I last went in 2003 May+June - driving from Rosslare around Ireland clockwise on the coast.

In the downloads section are the places we stopped.

In my albums are some of the photos of that trip, look in the album Ireland 2003...

I have a word doc of the emails I sent to our children whilst we were travelling, but I would need to just read through it, to check it over, but if it was of any use I could email it to you, if you would like.... this was before the days of blogging...and I still haven't done that.

We ended up having to come back early as my youngest daughter was ill in Australia, and so the ending is probably short....

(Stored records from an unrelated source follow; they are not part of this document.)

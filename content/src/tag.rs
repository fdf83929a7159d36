use std::fmt;

use serde::Serialize;

// tag variants
//
// the closed set of visual treatments a tech tag can take.  the variant is written out
// as a data-variant attribute and the stylesheet does the rest
#[derive(Clone, Copy, Debug, Default, PartialEq, Eq, Hash, Serialize)]
#[serde(rename_all = "lowercase")]
pub enum TagVariant {
    Blue,
    Indigo,
    #[default]
    Slate,
}

impl TagVariant {
    pub fn all() -> Vec<Self> {
        vec![Self::Blue, Self::Indigo, Self::Slate]
    }

    pub fn as_str(self) -> &'static str {
        match self {
            Self::Blue => "blue",
            Self::Indigo => "indigo",
            Self::Slate => "slate",
        }
    }
}

impl fmt::Display for TagVariant {
    fn fmt(&self, f: &mut fmt::Formatter<'_>) -> fmt::Result {
        write!(f, "{}", self.as_str())
    }
}

#[derive(Clone, Copy, Debug, PartialEq, Eq, Serialize)]
pub struct TechTag {
    pub label: &'static str,
    pub variant: TagVariant,
}

// labels that get the primary (blue) and secondary (indigo) treatment when a project's
// tech list is rendered.  matching is exact and case sensitive
pub const PRIMARY_TECH: &[&str] = &["React", "TypeScript", "Next.js", "Solana"];
pub const SECONDARY_TECH: &[&str] = &["Web3", "TanStack Start", "SSR"];

pub fn resolve_variant(label: &str) -> TagVariant {
    resolve_variant_in(label, PRIMARY_TECH, SECONDARY_TECH)
}

// first match wins: a label present in both sets is always primary
pub fn resolve_variant_in(label: &str, primary: &[&str], secondary: &[&str]) -> TagVariant {
    if primary.contains(&label) {
        TagVariant::Blue
    } else if secondary.contains(&label) {
        TagVariant::Indigo
    } else {
        TagVariant::Slate
    }
}

#[cfg(test)]
mod tests {
    use super::*;

    #[test]
    fn known_labels_resolve_to_their_set() {
        assert_eq!(resolve_variant("React"), TagVariant::Blue);
        assert_eq!(resolve_variant("Solana"), TagVariant::Blue);
        assert_eq!(resolve_variant("Web3"), TagVariant::Indigo);
        assert_eq!(resolve_variant("SSR"), TagVariant::Indigo);
    }

    #[test]
    fn unmapped_labels_fall_through_to_slate() {
        assert_eq!(resolve_variant("COBOL"), TagVariant::Slate);
        assert_eq!(resolve_variant(""), TagVariant::Slate);
    }

    #[test]
    fn matching_is_exact() {
        assert_eq!(resolve_variant("react"), TagVariant::Slate);
        assert_eq!(resolve_variant("REACT"), TagVariant::Slate);
        assert_eq!(resolve_variant("React "), TagVariant::Slate);
        assert_eq!(resolve_variant("TanStack"), TagVariant::Slate);
    }

    #[test]
    fn primary_set_wins_on_overlap() {
        let primary = ["Rust", "Web3"];
        let secondary = ["Web3", "Wasm"];

        assert_eq!(resolve_variant_in("Web3", &primary, &secondary), TagVariant::Blue);
        assert_eq!(resolve_variant_in("Wasm", &primary, &secondary), TagVariant::Indigo);
    }

    #[test]
    fn variant_names_match_stylesheet_keys() {
        let names: Vec<&str> = TagVariant::all().into_iter().map(TagVariant::as_str).collect();
        assert_eq!(names, vec!["blue", "indigo", "slate"]);
        assert_eq!(TagVariant::default(), TagVariant::Slate);
    }
}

You would need to pm me your email addresses if you would like it.

Also pls bear in mind the overnight stops we used may no longer be there, and we wildcamped most of the time.... Ireland is great for that. The sites, back in 2003, had gone downhill from our previous visit and we did write to the Irish CC about them, as some were downright dangerous, 

Carol


----------



## 109632 (Feb 1, 2008)

*Ireland 2008*

Hi, My wife June and I (Mick) are also going to tour Ireland 2008. We leave Roslare 13th May and Return 13th July. This is our first major planned tour. We have just purchased our new van, and have recently retired. Wishing you a great time.


----------



## 1302 (Apr 4, 2006)

We have been in the MH twice before, although not gone for the weather it was very kind to us  
Having been all over apart from 'Ring of Kerry' and that area, that is where we are heading this June/July.
We have never booked any sites there in advance, and didnt come 'unstuck' at all.
Also found crossing about £230 ish, I believe you can cash Tesco vouchers in for ferry discounts, so just waiting for my next lot due to me then I will book. I think this can save us about £160? (£20 tesco vouchers = £80 ferry?) or have I not read them correctly?? :? 

Alison


----------